CHROMOSOME STABILITY
Genome stability is the foundation of healthy cells and the key to normal cell physiology and species survival. It is a defining feature of eukaryotic cells and is essential for the accurate maintenance and partitioning of genetic material during cellular division. Despite its critical importance, the complex network of genes, proteins, and pathways that safeguard genome stability remains largely unknown.
Chromosome stability, or the precise preservation of chromosome number and DNA content, is a cornerstone of genome integrity. However, fundamental questions about how chromosome stability is regulated and maintained persist. Advancing our understanding of genome stability depends on uncovering the molecular mechanisms that control chromosome stability, a pioneering area of research with profound implications for biology and medicine.
We invite curious and motivated students and postdoctoral fellows to join us in this pioneering research, where you can develop hands-on expertise with the latest technologies and contribute to fundamental advances in cell biology.
Our team is at the forefront of innovative research into chromosome stability, a fundamental process that ensures cells maintain the correct amount of genetic material through every division. By harnessing state-of-the-art genetic tools and groundbreaking imaging technologies, we are uncovering the molecular pathways that safeguard the very foundation of cellular life.
Leading Edge Genetic Approaches
To identify the genes and proteins that regulate chromosome stability, we use advanced genetic techniques such as siRNA-mediated gene silencing and CRISPR/Cas9 gene editing. These powerful methods allow us to selectively turn off or remove specific genes in living cells, enabling us to pinpoint their roles in maintaining chromosome number and DNA content. Our schematic illustrates how these approaches let us dissect the complex genetic networks that keep our genomes stable.
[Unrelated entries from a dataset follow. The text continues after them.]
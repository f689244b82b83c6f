use serde::Deserialize;
use serde_json::json;
use std::sync::Arc;
use stepwise_llm::ToolDefinition;

use super::{EDIT_FILE_TOOL, RegisteredTool, ToolFuture, decode_arguments};
use crate::patch::PatchApplier;

#[derive(Debug, Deserialize)]
struct EditFileArguments {
    file: String,
    unified_diff: String,
}

pub fn edit_file_tool(applier: Arc<PatchApplier>) -> RegisteredTool {
    RegisteredTool {
        definition: ToolDefinition {
            name: EDIT_FILE_TOOL.to_string(),
            description: "Applies changes to one file from a unified diff. The diff is dry-run first and the file is only modified when every hunk applies cleanly.".to_string(),
            parameters: json!({
                "type": "object",
                "required": ["file", "unified_diff"],
                "properties": {
                    "file": {
                        "type": "string",
                        "description": "Path of the file to patch, relative to the project root."
                    },
                    "unified_diff": {
                        "type": "string",
                        "description": "GNU unified diff with ---/+++ headers naming only this file and @@ hunks in ascending order."
                    }
                },
                "additionalProperties": false
            }),
        },
        executor: Arc::new(move |raw: String| -> ToolFuture {
            let applier = applier.clone();
            Box::pin(async move {
                let args: EditFileArguments = decode_arguments(&raw)?;
                applier.apply(&args.file, &args.unified_diff).await?;
                Ok(format!("Apply edit to file {} success", args.file))
            })
        }),
    }
}

#[cfg(test)]
mod tests {
    use super::*;
    use crate::ToolError;
    use crate::tools::Tool;
    use std::time::Duration;
    use tempfile::tempdir;

    #[tokio::test(flavor = "current_thread")]
    async fn validation_failures_surface_as_validation_errors() {
        let dir = tempdir().unwrap();
        std::fs::write(dir.path().join("a.txt"), "a\n").unwrap();
        let tool = edit_file_tool(Arc::new(PatchApplier::new(dir.path(), Duration::from_secs(5))));

        let raw = json!({
            "file": "a.txt",
            "unified_diff": "--- a/other.txt\n+++ b/other.txt\n@@ -1,1 +1,1 @@\n-a\n+b\n"
        })
        .to_string();
        let error = tool.invoke(&raw).await.unwrap_err();
        assert!(matches!(error, ToolError::Validation(message) if message.starts_with("security violation")));

        let raw = json!({
            "file": "a.txt",
            "unified_diff": "--- a/a.txt\n+++ b/a.txt\n@@ -50,1 +50,1 @@\n-a\n+b\n@@ -10,1 +10,1 @@\n-c\n+d\n"
        })
        .to_string();
        let error = tool.invoke(&raw).await.unwrap_err();
        assert!(matches!(error, ToolError::Validation(message) if message.contains("ascending order")));
        assert_eq!(std::fs::read_to_string(dir.path().join("a.txt")).unwrap(), "a\n");
    }
}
Illustration showing how we use CRISPR/Cas9 gene editing to generate novel cellular models to study chromosome stability. The Cas9 protein, guided by a custom RNA, cuts DNA at a precise site. The cell repairs this break by adding or deleting DNA segments, effectively disrupting the target gene. This powerful, state-of-the-art approach allows us to uncover the genetic factors that maintain chromosome stability.
Quantitative Imaging Microscopy (QuantIM): Illuminating Chromosome Dynamics
Our research leverages state-of-the-art QuantIM to visualize and measure changes in chromosome stability at the single-cell level.
(Top) Schematic demonstrating how we use nuclear area measurements as a sensitive readout for changes in DNA or chromosome content. By precisely quantifying nuclear size, we can detect subtle shifts that signal underlying chromosomal alterations. (Bottom) Quantifying micronuclei, or small, extranuclear bodies that arise when chromosomes or fragments fail to be properly incorporated during cell division. Micronuclei serve as a visual markers for the loss of chromosome stability, and our imaging approaches allow us to track and analyze these events in real time.
By integrating innovative genetic and imaging strategies, our lab is driving new discoveries into chromosome stability.